Authors: Mark Russinovich
“You know,” Frank said, eyeing his pair of chopsticks dubiously, “we haven’t been spotted yet. At first I kept thinking an alarm’s going to go off, but instead we’ve got the run of the place. I understand why the antivirus programs don’t know we’re there, since we aren’t in their database, but their other automated security programs ought to be spotting our presence. They continuously monitor operation commands and functions. If any company in the world understands how to mine data looking for the smallest hint of something unusual, it would be the Exchange—at least that’s what I thought.”
“So far, we’ve only planted a bit of code, and that looks legitimate. All we’ve really done is take a look.” Jeff smiled. “And we’ve been clever.”
Frank split the chopsticks apart, then tested them in his right hand. “They don’t know we’re there, so we can set up all the offshore accounts we want and move money into them. Of course, it would leave a trail, since computers are keeping tabs on the money, but there’d be nothing to stop us. The trick is leaving nothing behind that points to us personally, then whipsawing the money around the world until it’s impossible to trace.”
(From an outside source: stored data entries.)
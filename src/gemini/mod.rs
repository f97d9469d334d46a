//! Gemini service adapters
//!
//! Implements the live session transport and one-shot synthesis on top of
//! the Gemini Live WebSocket API and the REST `generateContent` API.

mod live;
pub mod protocol;
mod tts;

pub use live::GeminiLiveConnector;
pub use tts::GeminiSynthesizer;

/// Default REST base URL
pub const DEFAULT_BASE_URL: &str = "https://generativelanguage.googleapis.com/v1beta";

/// Default live WebSocket endpoint
pub const DEFAULT_WS_URL: &str = "wss://generativelanguage.googleapis.com/ws/google.ai.generativelanguage.v1beta.GenerativeService.BidiGenerateContent";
“Do you really think that’s possible in this day and age? It seems to me that every digital transaction can be traced.”
“In theory, sure, but if you’re clever about it, create a host of dead ends to mask the money trails, then bury all of them in complexity, you can slow such a search to a crawl. In practice, you can make it never ending. It would take a dedicated team and time, but it can be done. We saw terror groups doing that with the money they raised and stole all the time when I was with the Company. We did sometimes catch it, but we knew what we found was just the tip of the iceberg. The Internet, Jeff, is as close to infinite as anything on Earth. You don’t have to block anyone trying to trace you, even if it were possible; using robo code, you just have to keep stretching the trail ad infinitum. It works out to the same thing.”
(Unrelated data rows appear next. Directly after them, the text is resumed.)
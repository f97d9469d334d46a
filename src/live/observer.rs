//! Callbacks from a live session to the application

use crate::Error;

/// Receives progress from a live session
///
/// Callbacks run on the session task and must not block.
pub trait SessionObserver: Send + Sync {
    /// A text fragment arrived; `is_model` tells the speaker apart
    fn on_partial_text(&self, text: &str, is_model: bool);

    /// The model finished a turn that produced text
    fn on_turn_complete(&self, full_text: &str);

    /// The session reached `Closed`
    fn on_close(&self);

    /// A model audio chunk was scheduled
    fn on_audio_start(&self) {}

    /// A non-fatal error occurred during the session
    fn on_error(&self, error: &Error) {
        let _ = error;
    }
}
“Maybe. Better, though, if the Exchange never knew the money was taken in the first place.”
Frank pursed his lips. “Yes, but how do you do that?”
“Maybe take it directly from clients’ accounts, a bit here, a bit there, keeping in mind that a ‘bit’ in this case is a few hundred thousand, maybe a million at a time. Take a penny of every dollar out of transactions, for example. They might not even notice, and even if a client sees the loss, the Exchange doesn’t.”
“But if enough of them complain, the Exchange will get on it.”
“You conceal the loss within their trading patterns so it doesn’t look as if it’s an Exchange issue. You know bureaucrats, always looking to avoid problems if they can. If you aren’t greedy, all you’re doing is skimming a bit of the cream each time. It might raise a few eyebrows, but there’s no reason—in theory, at least—to cause any serious research. I think that’s the better way to do it. Then you can bury it with electronic false trails like you say. And it’s really only a variation of what the high-frequency traders are already doing, especially those hiding offshore.”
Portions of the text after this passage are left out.